**Task details**. Locate the string "SourceConfig" in the listing below. Copy every line where it is found.

_ _ _ _ _

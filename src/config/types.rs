use crate::ConfigError;
use serde::Deserialize;

/// Main configuration structure for Novel-Ripple
#[derive(Debug, Clone, Deserialize)]
pub struct Config {
    pub source: SourceConfig,
    #[serde(default)]
    pub crawler: CrawlerConfig,
    #[serde(rename = "user-agent")]
    pub user_agent: UserAgentConfig,
    pub storage: StorageConfig,
    #[serde(default)]
    pub covers: CoverConfig,
}

/// Where the listing lives and how far back to read it
#[derive(Debug, Clone, Deserialize)]
pub struct SourceConfig {
    /// Site root every href is resolved against
    #[serde(rename = "base-url")]
    pub base_url: String,

    /// Listing path template, `{page}` is replaced by the page index
    #[serde(rename = "listing-path")]
    pub listing_path: String,

    /// Index of the newest listing page
    #[serde(rename = "first-page", default)]
    pub first_page: u32,

    /// Number of listing pages to walk
    #[serde(rename = "page-count", default = "default_page_count")]
    pub page_count: u32,

    /// Deadline applied to every request (milliseconds)
    #[serde(rename = "request-timeout-ms", default = "default_request_timeout_ms")]
    pub request_timeout_ms: u64,
}

impl SourceConfig {
    /// Renders the listing path for one page index
    pub fn listing_path_for(&self, page: u32) -> String {
        self.listing_path.replace("{page}", &page.to_string())
    }

    /// Index of the oldest listing page a run visits
    pub fn last_page(&self) -> Result<u32, ConfigError> {
        self.first_page
            .checked_add(self.page_count.saturating_sub(1))
            .ok_or_else(|| {
                ConfigError::Validation(format!(
                    "first_page {} with page_count {} runs past the last page index {}",
                    self.first_page,
                    self.page_count,
                    u32::MAX
                ))
            })
    }
}

/// Crawler pacing configuration
#[derive(Debug, Clone, Deserialize)]
pub struct CrawlerConfig {
    /// Pause between successive chapter number writes (milliseconds)
    #[serde(rename = "persist-delay-ms", default = "default_persist_delay_ms")]
    pub persist_delay_ms: u64,
}

impl Default for CrawlerConfig {
    fn default() -> Self {
        Self {
            persist_delay_ms: default_persist_delay_ms(),
        }
    }
}

/// User agent identification configuration
#[derive(Debug, Clone, Deserialize)]
pub struct UserAgentConfig {
    /// Name of the crawler
    #[serde(rename = "crawler-name")]
    pub crawler_name: String,

    /// Version of the crawler
    #[serde(rename = "crawler-version")]
    pub crawler_version: String,

    /// URL with information about the crawler
    #[serde(rename = "contact-url")]
    pub contact_url: String,

    /// Email address for crawler-related contact
    #[serde(rename = "contact-email")]
    pub contact_email: String,
}

/// Storage configuration
#[derive(Debug, Clone, Deserialize)]
pub struct StorageConfig {
    /// Path to the SQLite database file
    #[serde(rename = "database-path")]
    pub database_path: String,
}

/// How cover images are kept
#[derive(Debug, Clone, Copy, Default, PartialEq, Eq, Deserialize)]
#[serde(rename_all = "lowercase")]
pub enum CoverMode {
    /// Bytes and content type live on the novel row
    #[default]
    Inline,
    /// Bytes go to an asset directory, the novel keeps the returned key
    Directory,
}

#[derive(Debug, Clone, Default, Deserialize)]
pub struct CoverConfig {
    #[serde(default)]
    pub mode: CoverMode,

    /// Asset directory, required in directory mode
    pub directory: Option<String>,
}

fn default_page_count() -> u32 {
    10
}

fn default_request_timeout_ms() -> u64 {
    50_000
}

fn default_persist_delay_ms() -> u64 {
    100
}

_ _ _ _ _

**Solution to this problem**.
    pub source: SourceConfig,
pub struct SourceConfig {
impl SourceConfig {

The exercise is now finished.